→ What to produce
How many lines of the entries below include the word "limit"? Answer with the number alone.

[Stored entries]
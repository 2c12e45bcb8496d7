use std::sync::Arc;

use axum::extract::rejection::{JsonRejection, QueryRejection};
use axum::extract::{Path, Query, State};
use axum::http::StatusCode;
use axum::response::{IntoResponse, Response};
use axum::routing::{get, post, put};
use axum::{Extension, Json, Router};
use serde::Deserialize;
use serde_json::json;

use super::domain::{CatalogQuery, NewPet, PetId, PetUpdate, Species};
use super::repository::PetRepository;
use super::service::{CatalogError, PetCatalogService};
use crate::workflows::adoption::repository::AdoptionRepository;
use crate::workflows::identity::{forbidden_response, CallerIdentity, UserDirectory};
use crate::workflows::paging::PageRequest;

/// Public catalog reads. Identity is optional here: the gate attaches it when
/// a token is present so admins see non-available pets.
pub fn catalog_router<P, A, U>(service: Arc<PetCatalogService<P, A, U>>) -> Router
where
    P: PetRepository + 'static,
    A: AdoptionRepository + 'static,
    U: UserDirectory + 'static,
{
    Router::new()
        .route("/api/v1/pets", get(list_pets_handler::<P, A, U>))
        .route("/api/v1/pets/:pet_id", get(get_pet_handler::<P, A, U>))
        .with_state(service)
}

/// Administrative catalog mutations; expects the required-auth gate in front.
pub fn catalog_admin_router<P, A, U>(service: Arc<PetCatalogService<P, A, U>>) -> Router
where
    P: PetRepository + 'static,
    A: AdoptionRepository + 'static,
    U: UserDirectory + 'static,
{
    Router::new()
        .route("/api/v1/pets", post(create_pet_handler::<P, A, U>))
        .route(
            "/api/v1/pets/:pet_id",
            put(update_pet_handler::<P, A, U>).delete(delete_pet_handler::<P, A, U>),
        )
        .with_state(service)
}

#[derive(Debug, Default, Deserialize)]
pub(crate) struct CatalogParams {
    pub(crate) species: Option<String>,
    pub(crate) breed: Option<String>,
    pub(crate) age: Option<u8>,
    pub(crate) search: Option<String>,
    pub(crate) page: Option<u32>,
    pub(crate) limit: Option<u32>,
}

impl CatalogParams {
    fn into_query(self) -> Result<CatalogQuery, Response> {
        let species = match self.species.as_deref() {
            None | Some("") => None,
            Some(raw) => Some(Species::parse(raw).ok_or_else(|| {
                bad_request(format!(
                    "species '{raw}' must be one of dog, cat, bird, rabbit, other"
                ))
            })?),
        };
        let page = PageRequest::new(self.page, self.limit)
            .map_err(|error| bad_request(error.to_string()))?;

        Ok(CatalogQuery {
            species,
            breed: self.breed.filter(|value| !value.is_empty()),
            age: self.age,
            search: self.search.filter(|value| !value.is_empty()),
            page,
        })
    }
}

pub(crate) async fn list_pets_handler<P, A, U>(
    State(service): State<Arc<PetCatalogService<P, A, U>>>,
    caller: Option<Extension<CallerIdentity>>,
    params: Result<Query<CatalogParams>, QueryRejection>,
) -> Response
where
    P: PetRepository + 'static,
    A: AdoptionRepository + 'static,
    U: UserDirectory + 'static,
{
    let Query(params) = match params {
        Ok(params) => params,
        Err(rejection) => return rejection_response(rejection.status(), rejection.body_text()),
    };
    let query = match params.into_query() {
        Ok(query) => query,
        Err(response) => return response,
    };
    let identity = caller.as_ref().map(|Extension(identity)| identity);

    match service.list(query, identity) {
        Ok(page) => (StatusCode::OK, Json(page)).into_response(),
        Err(error) => error_response(error),
    }
}

pub(crate) async fn get_pet_handler<P, A, U>(
    State(service): State<Arc<PetCatalogService<P, A, U>>>,
    Path(pet_id): Path<String>,
) -> Response
where
    P: PetRepository + 'static,
    A: AdoptionRepository + 'static,
    U: UserDirectory + 'static,
{
    match service.get(&PetId(pet_id)) {
        Ok(view) => (StatusCode::OK, Json(view)).into_response(),
        Err(error) => error_response(error),
    }
}

pub(crate) async fn create_pet_handler<P, A, U>(
    State(service): State<Arc<PetCatalogService<P, A, U>>>,
    Extension(caller): Extension<CallerIdentity>,
    body: Result<Json<NewPet>, JsonRejection>,
) -> Response
where
    P: PetRepository + 'static,
    A: AdoptionRepository + 'static,
    U: UserDirectory + 'static,
{
    if !caller.is_admin() {
        return forbidden_response(&caller);
    }

    let Json(details) = match body {
        Ok(body) => body,
        Err(rejection) => return rejection_response(rejection.status(), rejection.body_text()),
    };

    match service.create(details, &caller) {
        Ok(view) => (StatusCode::CREATED, Json(view)).into_response(),
        Err(error) => error_response(error),
    }
}

pub(crate) async fn update_pet_handler<P, A, U>(
    State(service): State<Arc<PetCatalogService<P, A, U>>>,
    Extension(caller): Extension<CallerIdentity>,
    Path(pet_id): Path<String>,
    body: Result<Json<PetUpdate>, JsonRejection>,
) -> Response
where
    P: PetRepository + 'static,
    A: AdoptionRepository + 'static,
    U: UserDirectory + 'static,
{
    if !caller.is_admin() {
        return forbidden_response(&caller);
    }

    let Json(update) = match body {
        Ok(body) => body,
        Err(rejection) => return rejection_response(rejection.status(), rejection.body_text()),
    };

    match service.update(&PetId(pet_id), update) {
        Ok(view) => (StatusCode::OK, Json(view)).into_response(),
        Err(error) => error_response(error),
    }
}

pub(crate) async fn delete_pet_handler<P, A, U>(
    State(service): State<Arc<PetCatalogService<P, A, U>>>,
    Extension(caller): Extension<CallerIdentity>,
    Path(pet_id): Path<String>,
) -> Response
where
    P: PetRepository + 'static,
    A: AdoptionRepository + 'static,
    U: UserDirectory + 'static,
{
    if !caller.is_admin() {
        return forbidden_response(&caller);
    }

    match service.delete(&PetId(pet_id)) {
        Ok(()) => (
            StatusCode::OK,
            Json(json!({ "message": "Pet deleted successfully" })),
        )
            .into_response(),
        Err(error) => error_response(error),
    }
}

pub(crate) fn catalog_status(error: &CatalogError) -> StatusCode {
    match error {
        CatalogError::NotFound => StatusCode::NOT_FOUND,
        CatalogError::Repository(_) => StatusCode::INTERNAL_SERVER_ERROR,
    }
}

fn error_response(error: CatalogError) -> Response {
    let status = catalog_status(&error);
    (status, Json(json!({ "error": error.to_string() }))).into_response()
}

fn bad_request(message: String) -> Response {
    (StatusCode::BAD_REQUEST, Json(json!({ "error": message }))).into_response()
}

/// Extractor rejections (malformed JSON bodies, unparsable query strings)
/// carry the same error envelope as catalog failures.
fn rejection_response(status: StatusCode, message: String) -> Response {
    (status, Json(json!({ "error": message }))).into_response()
}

→ Exercise response
2